It was wildly popular – among those who liked it. 

An ad industry magazine named it their campaign of the year, claiming it had hit a nerve about Mr Blair, as well as generating £5 million of publicity for a £125,000 outlay.

Voters, however, had other ideas. The campaign of the advert of the year didn’t cut it. 

The Tories lost more than half their seats in 1997. Labour won by a landslide.

Besides the tide of history flowing against Mr Major’s lot, the ad was also a bad fit for its target. For many electors, Mr Blair was still akin to Bambi. 

This was six years before Iraq. The image and the slogan didn’t gel. 

There’s an echo of that error in Labour’s new attack on Rishi Sunak.

“Do you think adults convicted of sexually assaulting children should go to prison?” asks an online ad with a picture of the PM. “Rishi Sunak doesn’t.”

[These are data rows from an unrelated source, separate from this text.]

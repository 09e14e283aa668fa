//! Secret hash required by the identity provider on client-originated identity calls.

// crates.io
use base64::prelude::*;
use hmac::{Hmac, Mac};
use sha2::Sha256;
// self
use crate::security::Secret;

type HmacSha256 = Hmac<Sha256>;

/// Computes `base64(HMAC-SHA256(client_secret, identity || client_id))`.
///
/// The identity differs per call type (email for sign-up and password auth, the token's
/// `username` claim for refresh), so every digest is computed fresh.
#[derive(Clone, Debug)]
pub struct SecretHasher {
	client_id: String,
	client_secret: Secret,
}
impl SecretHasher {
	/// Create a hasher for the given app client.
	pub fn new(client_id: impl Into<String>, client_secret: Secret) -> Self {
		Self { client_id: client_id.into(), client_secret }
	}

	/// App client the hashes are bound to.
	pub fn client_id(&self) -> &str {
		&self.client_id
	}

	/// Sign the identity string the provider will validate against.
	pub fn sign(&self, identity: &str) -> String {
		// HMAC accepts keys of any length.
		let mut mac = <HmacSha256 as Mac>::new_from_slice(self.client_secret.expose().as_bytes())
			.unwrap_or_else(|_| unreachable!());

		mac.update(identity.as_bytes());
		mac.update(self.client_id.as_bytes());

		BASE64_STANDARD.encode(mac.finalize().into_bytes())
	}
}
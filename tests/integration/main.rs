//! Integration suites driving the public API against a mocked identity provider.

mod account_flow;
mod support;
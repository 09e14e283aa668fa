//! In-memory store enforcing the same unique constraints as the relational schema.

// std
use std::collections::HashMap;
// crates.io
use tokio::sync::RwLock;
use uuid::Uuid;
// self
use crate::{
	_prelude::*,
	store::{
		Follow, FollowStore, Like, NewUser, Post, PostStore, StoreError, StoreResult, UniqueField,
		User, UserDirectory,
	},
};

#[derive(Debug, Default)]
struct Tables {
	users: HashMap<String, User>,
	follows: HashMap<(String, String), Follow>,
	posts: HashMap<Uuid, Post>,
	likes: HashMap<(Uuid, String), Like>,
}

/// Process-local store; every write runs under one lock so constraint checks are atomic.
///
/// Email uniqueness ignores ASCII case. Usernames compare exactly.
#[derive(Debug, Default)]
pub struct MemoryStore {
	tables: RwLock<Tables>,
}
impl MemoryStore {
	/// Create an empty store.
	pub fn new() -> Self {
		Self::default()
	}

	/// Number of stored users.
	pub async fn user_count(&self) -> usize {
		self.tables.read().await.users.len()
	}

	/// Number of stored follow edges.
	pub async fn follow_count(&self) -> usize {
		self.tables.read().await.follows.len()
	}
}
impl UserDirectory for MemoryStore {
	async fn create_user(&self, user: NewUser) -> StoreResult<User> {
		let mut tables = self.tables.write().await;

		if tables.users.contains_key(&user.external_id) {
			return Err(StoreError::UniqueViolation(UniqueField::ExternalId));
		}
		if tables.users.values().any(|u| u.email.eq_ignore_ascii_case(&user.email)) {
			return Err(StoreError::UniqueViolation(UniqueField::Email));
		}
		if tables.users.values().any(|u| u.username == user.username) {
			return Err(StoreError::UniqueViolation(UniqueField::Username));
		}

		let user = User {
			external_id: user.external_id,
			email: user.email,
			username: user.username,
			first_name: user.first_name,
			last_name: user.last_name,
			created_at: Utc::now(),
		};

		tables.users.insert(user.external_id.clone(), user.clone());

		Ok(user)
	}

	async fn is_username_available(&self, username: &str) -> StoreResult<bool> {
		Ok(!self.tables.read().await.users.values().any(|u| u.username == username))
	}

	async fn is_email_available(&self, email: &str) -> StoreResult<bool> {
		Ok(!self.tables.read().await.users.values().any(|u| u.email.eq_ignore_ascii_case(email)))
	}

	async fn find_by_external_id(&self, external_id: &str) -> StoreResult<Option<User>> {
		Ok(self.tables.read().await.users.get(external_id).cloned())
	}

	async fn delete_user(&self, external_id: &str) -> StoreResult<bool> {
		let mut tables = self.tables.write().await;

		if tables.users.remove(external_id).is_none() {
			return Ok(false);
		}

		tables.follows.retain(|(follower, followed), _| {
			follower != external_id && followed != external_id
		});

		let authored: Vec<Uuid> =
			tables.posts.values().filter(|p| p.author == external_id).map(|p| p.id).collect();

		tables.posts.retain(|_, post| post.author != external_id);
		tables
			.likes
			.retain(|(post_id, user), _| user != external_id && !authored.contains(post_id));

		Ok(true)
	}
}
impl FollowStore for MemoryStore {
	async fn insert_follow(&self, follow: Follow) -> StoreResult<Follow> {
		let mut tables = self.tables.write().await;
		let key = (follow.follower.clone(), follow.followed.clone());

		if tables.follows.contains_key(&key) {
			return Err(StoreError::UniqueViolation(UniqueField::FollowPair));
		}

		tables.follows.insert(key, follow.clone());

		Ok(follow)
	}

	async fn find_follow(&self, follower: &str, followed: &str) -> StoreResult<Option<Follow>> {
		let key = (follower.to_owned(), followed.to_owned());

		Ok(self.tables.read().await.follows.get(&key).cloned())
	}

	async fn save_follow(&self, follow: &Follow) -> StoreResult<bool> {
		let mut tables = self.tables.write().await;
		let key = (follow.follower.clone(), follow.followed.clone());

		match tables.follows.get_mut(&key) {
			Some(existing) => {
				existing.is_muted = follow.is_muted;
				existing.is_blocked = follow.is_blocked;

				Ok(true)
			},
			None => Ok(false),
		}
	}

	async fn delete_follow(&self, follower: &str, followed: &str) -> StoreResult<bool> {
		let key = (follower.to_owned(), followed.to_owned());

		Ok(self.tables.write().await.follows.remove(&key).is_some())
	}

	async fn following(&self, user: &str) -> StoreResult<Vec<Follow>> {
		let tables = self.tables.read().await;
		let mut edges: Vec<Follow> =
			tables.follows.values().filter(|f| f.follower == user).cloned().collect();

		edges.sort_by(|a, b| a.created_at.cmp(&b.created_at));

		Ok(edges)
	}

	async fn followers(&self, user: &str) -> StoreResult<Vec<Follow>> {
		let tables = self.tables.read().await;
		let mut edges: Vec<Follow> =
			tables.follows.values().filter(|f| f.followed == user).cloned().collect();

		edges.sort_by(|a, b| a.created_at.cmp(&b.created_at));

		Ok(edges)
	}
}
impl PostStore for MemoryStore {
	async fn insert_post(&self, post: Post) -> StoreResult<Post> {
		self.tables.write().await.posts.insert(post.id, post.clone());

		Ok(post)
	}

	async fn find_post(&self, id: Uuid) -> StoreResult<Option<Post>> {
		Ok(self.tables.read().await.posts.get(&id).cloned())
	}

	async fn delete_post(&self, id: Uuid) -> StoreResult<bool> {
		let mut tables = self.tables.write().await;

		if tables.posts.remove(&id).is_none() {
			return Ok(false);
		}

		tables.likes.retain(|(post_id, _), _| *post_id != id);

		Ok(true)
	}

	async fn insert_like(&self, like: Like) -> StoreResult<Like> {
		let mut tables = self.tables.write().await;
		let key = (like.post_id, like.user.clone());

		if tables.likes.contains_key(&key) {
			return Err(StoreError::UniqueViolation(UniqueField::LikePair));
		}

		tables.likes.insert(key, like.clone());

		Ok(like)
	}

	async fn delete_like(&self, post_id: Uuid, user: &str) -> StoreResult<bool> {
		Ok(self.tables.write().await.likes.remove(&(post_id, user.to_owned())).is_some())
	}

	async fn like_count(&self, post_id: Uuid) -> StoreResult<usize> {
		Ok(self.tables.read().await.likes.keys().filter(|(id, _)| *id == post_id).count())
	}
}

It goes on: “Under the Tories, 4500 adults convicted of sexually assaulting children under 16 served no prison time”. Labour, says the ad, would “lock up dangerous child abusers”.

Released four weeks ahead of the English local elections and with an eye to the general election, it has caused a right old stink. It was meant to. 

Even if ‘demon eyes’ failed to stop Mr Blair, the controversy meant heightened publicity, and in that respect Labour’s ad has been successful, despite problems with...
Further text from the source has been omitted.